6. Performance, Metrics, and Empirical Outcomes
Key performance indicators confirm the effectiveness of granular codebooks:
- Spectral Efficiency and Robustness: In FDD MIMO, GMM-based granular codebooks yield higher probabilities of achieving near-optimal normalized spectral efficiency (nSE) in scenarios with sparse pilot symbols, outperforming conventional Lloyd clustering (Turan et al., 2022).
- Beamforming Signal Quality: Neural granular codebooks achieve 2–3 dB higher RSRP for initial access in 5G NR and support adaptation to new environments with minimal fine-tuning (Dreifuerst et al., 2023).
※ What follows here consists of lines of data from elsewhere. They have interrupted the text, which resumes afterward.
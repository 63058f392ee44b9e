use std::fmt;

/// Errors a [`crate::LedgerStore`] may return.
#[derive(Debug, Clone, PartialEq, Eq)]
pub enum StoreError {
    /// `create_account` for an id that is already registered.
    AlreadyExists { account_id: String },
    /// No account with this id.
    NotFound { account_id: String },
    /// The account was written since it was read; nothing was committed.
    Conflict { expected: u64, actual: u64 },
    /// Storage backend failure (connection, SQL, serialization).
    Backend(String),
}

impl fmt::Display for StoreError {
    fn fmt(&self, f: &mut fmt::Formatter<'_>) -> fmt::Result {
        match self {
            StoreError::AlreadyExists { account_id } => {
                write!(f, "account already exists: {account_id}")
            }
            StoreError::NotFound { account_id } => write!(f, "account not found: {account_id}"),
            StoreError::Conflict { expected, actual } => write!(
                f,
                "revision conflict: expected {expected}, store has {actual}"
            ),
            StoreError::Backend(msg) => write!(f, "store backend error: {msg}"),
        }
    }
}

impl std::error::Error for StoreError {}

impl StoreError {
    pub(crate) fn backend(context: &str, err: impl fmt::Display) -> Self {
        StoreError::Backend(format!("{context}: {err}"))
    }
}
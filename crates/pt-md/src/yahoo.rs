use std::time::Duration;

use chrono::{TimeZone, Utc};
use pt_schemas::money::coerce_decimal;
use reqwest::Url;
use serde::Deserialize;
use serde_json::Value;

use crate::provider::{PricePoint, ProviderError, QuoteProvider};
use crate::Lookback;

const DEFAULT_BASE_URL: &str = "https://query1.finance.yahoo.com";

/// Yahoo Finance chart-API provider (`/v8/finance/chart/{symbol}`).
///
/// No API key. The HTTP client carries its own request timeout in addition to
/// the caller's bound.
#[derive(Debug, Clone)]
pub struct YahooChartProvider {
    http: reqwest::Client,
    base_url: Url,
}

impl YahooChartProvider {
    pub fn new(timeout: Duration) -> Result<Self, ProviderError> {
        Self::new_with_base_url(DEFAULT_BASE_URL.to_string(), timeout)
    }

    pub fn new_with_base_url(base_url: String, timeout: Duration) -> Result<Self, ProviderError> {
        let http = reqwest::Client::builder()
            .timeout(timeout)
            // Yahoo rejects requests without a user agent.
            .user_agent(concat!("papertrade/", env!("CARGO_PKG_VERSION")))
            .build()
            .map_err(|e| ProviderError::Config(format!("http client build failed: {e}")))?;
        let base_url = Url::parse(&base_url)
            .map_err(|e| ProviderError::Config(format!("invalid base url {base_url}: {e}")))?;
        if base_url.cannot_be_a_base() {
            return Err(ProviderError::Config(format!("base url {base_url} cannot take a path")));
        }
        Ok(Self { http, base_url })
    }

    /// The symbol is a single percent-encoded path segment.
    fn build_chart_url(&self, symbol: &str) -> Url {
        let mut url = self.base_url.clone();
        if let Ok(mut segments) = url.path_segments_mut() {
            segments
                .pop_if_empty()
                .extend(["v8", "finance", "chart", symbol]);
        }
        url
    }
}

#[async_trait::async_trait]
impl QuoteProvider for YahooChartProvider {
    fn name(&self) -> &'static str {
        "yahoo"
    }

    async fn get_series(
        &self,
        symbol: &str,
        lookback: &Lookback,
    ) -> Result<Vec<PricePoint>, ProviderError> {
        let resp = self
            .http
            .get(self.build_chart_url(symbol))
            .query(&[
                ("range", lookback.range.as_str()),
                ("interval", lookback.interval.as_str()),
            ])
            .send()
            .await
            .map_err(|e| ProviderError::Transport(format!("yahoo request failed: {e}")))?;

        let status = resp.status();
        if status == reqwest::StatusCode::NOT_FOUND {
            tracing::debug!(symbol, "yahoo has no chart for symbol");
            return Ok(Vec::new());
        }
        if !status.is_success() {
            return Err(ProviderError::Api {
                code: Some(i64::from(status.as_u16())),
                message: format!("yahoo http error for {symbol}"),
            });
        }

        let body: ChartEnvelope = resp
            .json()
            .await
            .map_err(|e| ProviderError::Decode(format!("yahoo chart json decode failed: {e}")))?;

        parse_chart(body)
    }
}

fn parse_chart(body: ChartEnvelope) -> Result<Vec<PricePoint>, ProviderError> {
    if let Some(err) = body.chart.error {
        let code = err.code.unwrap_or_default();
        if code.eq_ignore_ascii_case("Not Found") {
            return Ok(Vec::new());
        }
        return Err(ProviderError::Api {
            code: None,
            message: format!(
                "{}: {}",
                code,
                err.description.unwrap_or_else(|| "unknown".to_string())
            ),
        });
    }

    let Some(result) = body.chart.result.and_then(|r| r.into_iter().next()) else {
        return Ok(Vec::new());
    };
    let closes = result
        .indicators
        .quote
        .into_iter()
        .next()
        .map(|q| q.close)
        .unwrap_or_default();

    let mut out = Vec::with_capacity(result.timestamp.len());
    for (ts, close) in result.timestamp.iter().zip(closes.iter()) {
        // Yahoo pads bars with no trades with null closes.
        let Some(close) = coerce_decimal(close) else {
            continue;
        };
        let Some(ts) = Utc.timestamp_opt(*ts, 0).single() else {
            return Err(ProviderError::Decode(format!("invalid bar timestamp {ts}")));
        };
        out.push(PricePoint { ts, close });
    }
    Ok(out)
}

// ---------------------------------------------------------------------------
// Wire models
// ---------------------------------------------------------------------------

#[derive(Debug, Deserialize)]
struct ChartEnvelope {
    chart: ChartBody,
}

#[derive(Debug, Deserialize)]
struct ChartBody {
    result: Option<Vec<ChartResult>>,
    error: Option<ChartError>,
}

#[derive(Debug, Deserialize)]
struct ChartError {
    code: Option<String>,
    description: Option<String>,
}

#[derive(Debug, Deserialize)]
struct ChartResult {
    #[serde(default)]
    timestamp: Vec<i64>,
    indicators: Indicators,
}

#[derive(Debug, Deserialize)]
struct Indicators {
    #[serde(default)]
    quote: Vec<QuoteBlock>,
}

#[derive(Debug, Deserialize)]
struct QuoteBlock {
    // Kept as raw JSON so closes keep their shortest decimal form.
    #[serde(default)]
    close: Vec<Value>,
}
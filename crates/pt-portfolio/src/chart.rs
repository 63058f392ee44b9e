use pt_schemas::{Side, StoredTrade};
use rust_decimal::Decimal;
use serde::Serialize;

use crate::position::sort_by_recorded_at;

/// Label format for chart points (UTC, minute resolution).
pub const CHART_LABEL_FORMAT: &str = "%Y-%m-%d %H:%M";

/// Running buy and sell totals, one point per usable trade, in time order.
#[derive(Debug, Clone, PartialEq, Default, Serialize)]
pub struct ChartSeries {
    pub labels: Vec<String>,
    pub buy_data: Vec<Decimal>,
    pub sell_data: Vec<Decimal>,
}

impl ChartSeries {
    pub fn len(&self) -> usize {
        self.labels.len()
    }

    pub fn is_empty(&self) -> bool {
        self.labels.is_empty()
    }
}

pub fn chart_series(trades: &[StoredTrade]) -> ChartSeries {
    let mut ordered = trades.to_vec();
    sort_by_recorded_at(&mut ordered);

    let mut out = ChartSeries::default();
    let mut cum_buy = Decimal::ZERO;
    let mut cum_sell = Decimal::ZERO;

    for t in &ordered {
        let (Some(side), Some(q)) = (t.side(), t.quantity()) else {
            continue;
        };
        match side {
            Side::Buy => cum_buy += q,
            Side::Sell => cum_sell += q,
        }
        out.labels
            .push(t.recorded_at.format(CHART_LABEL_FORMAT).to_string());
        out.buy_data.push(cum_buy);
        out.sell_data.push(cum_sell);
    }
    out
}
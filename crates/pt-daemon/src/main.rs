//! pt-daemon entry point.
//!
//! Thin by intent: load config, set up tracing, build the shared state, wire
//! middleware, and start the HTTP server. Route handlers live in `routes.rs`;
//! config-to-state wiring lives in `bootstrap.rs`.

use std::{net::SocketAddr, sync::Arc};

use anyhow::Context;
use axum::http::{HeaderValue, Method};
use pt_config::secrets::resolve_secrets;
use pt_config::{report_unused_keys, ServiceConfig};
use pt_daemon::{bootstrap, routes};
use tower_http::{
    cors::CorsLayer,
    trace::{DefaultMakeSpan, DefaultOnResponse, TraceLayer},
};
use tracing::{info, warn, Level};

#[tokio::main]
async fn main() -> anyhow::Result<()> {
    // Load .env.local if present (dev convenience). Silent if the file does
    // not exist; production injects env vars directly.
    let _ = dotenvy::from_filename(".env.local");

    init_tracing();

    let loaded = pt_config::load_from_env().context("config load failed")?;
    let cfg = ServiceConfig::from_loaded(&loaded)?;
    info!(config_hash = %loaded.config_hash, "config loaded");

    let unused = report_unused_keys(&loaded.config_json, cfg.config.unused_keys)?;
    if !unused.is_clean() {
        warn!(keys = ?unused.unused_leaf_pointers, "config has unused keys");
    }

    let secrets = resolve_secrets(&cfg)?;
    let shared = Arc::new(bootstrap::build_state(&cfg, &secrets, loaded.config_hash).await?);

    let app = routes::build_router(Arc::clone(&shared))
        .layer(
            TraceLayer::new_for_http()
                .make_span_with(DefaultMakeSpan::new().level(Level::INFO))
                .on_response(DefaultOnResponse::new().level(Level::INFO)),
        )
        .layer(cors(&cfg.server.cors_allowed_origins));

    let addr = match bind_addr_from_env() {
        Some(addr) => addr,
        None => cfg
            .server
            .bind_addr
            .parse()
            .with_context(|| format!("invalid server.bind_addr: {}", cfg.server.bind_addr))?,
    };
    info!("pt-daemon listening on http://{}", addr);

    axum::serve(tokio::net::TcpListener::bind(addr).await?, app)
        .with_graceful_shutdown(shutdown_signal())
        .await
        .context("server crashed")?;

    Ok(())
}

fn init_tracing() {
    tracing_subscriber::fmt()
        .with_env_filter(
            tracing_subscriber::EnvFilter::try_from_default_env().unwrap_or_else(|_| "info".into()),
        )
        .init();
}

fn bind_addr_from_env() -> Option<SocketAddr> {
    std::env::var("PT_DAEMON_ADDR").ok()?.parse().ok()
}

async fn shutdown_signal() {
    if tokio::signal::ctrl_c().await.is_ok() {
        info!("shutdown requested");
    }
}

/// CORS: exact origins from `server.cors_allowed_origins`.
fn cors(allowed_origins: &[String]) -> CorsLayer {
    let origins: Vec<HeaderValue> = allowed_origins
        .iter()
        .filter_map(|o| match HeaderValue::from_str(o) {
            Ok(v) => Some(v),
            Err(_) => {
                warn!(origin = %o, "ignoring invalid CORS origin");
                None
            }
        })
        .collect();

    CorsLayer::new()
        .allow_origin(origins)
        .allow_methods([Method::GET, Method::POST])
        .allow_headers(tower_http::cors::Any)
}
- Expressivity and Semantic Alignment: Text-aligned granular codebooks in LG-VQ, TA-VQ exhibit improved FID scores and multi-modal task accuracy, with ablations highlighting gains from multi-granular alignment (Liang et al., 23 May 2024, Liang et al., 3 Mar 2025).
- Compression Efficiency: Denoising Diffusion Codebook Models (DDCM) attain state-of-the-art perceptual image compression with codebooks orders of magnitude smaller than the latent space (Ohayon et al., 3 Feb 2025).
- Low-Rate Semantic Fidelity: Condition codebooks in ULBSC deliver superior saliency fidelity and visual quality in generative semantic communication with far less overhead than prior diffuse or pixel-wise schemes (Ye et al., 7 Apr 2025).
- Codebook Perplexity/Usage: Enhanced granular codebooks maintain high perplexity and uniform usage, correlating directly to improved reconstruction accuracy and generative diversity (Zheng et al., 2023, Baykal et al., 2023).
7. Limitations and Future Research Directions
Despite their practical advantages, granular codebooks present open research questions regarding optimality, computational scalability, and theoretical guarantees:
- Scalability to Extreme Cardinality: As granularity increases, memory and search complexity grow, prompting the need for efficient indexation and search (e.g., PQ, product quantization or efficient neural lookup).
- Adaptive/Online Granularity: Dynamic adjustment of codebook size or structure may be required in non-stationary environments or for continual learning applications.
- Semantic Interpretability: While alignment strategies have improved codebook semantics, full interpretability, especially in arbitrary or highly non-stationary domains, remains a challenge.
- Interplay with Feedback/Control: The feedback channel’s capacity may ultimately limit the practical use of highly granular codebooks, especially in wireless or real-time settings.
- Theoretical Characterization: Deeper analysis is warranted to understand why discrete, granular codebooks retain expressiveness and foster diversity, particularly in DDCM and semantic communication frameworks (Ohayon et al., 3 Feb 2025).
Granular codebooks represent an overview of statistical learning, signal theory, and discrete optimization, with broad and expanding impact across communications, machine learning, and creative AI domains.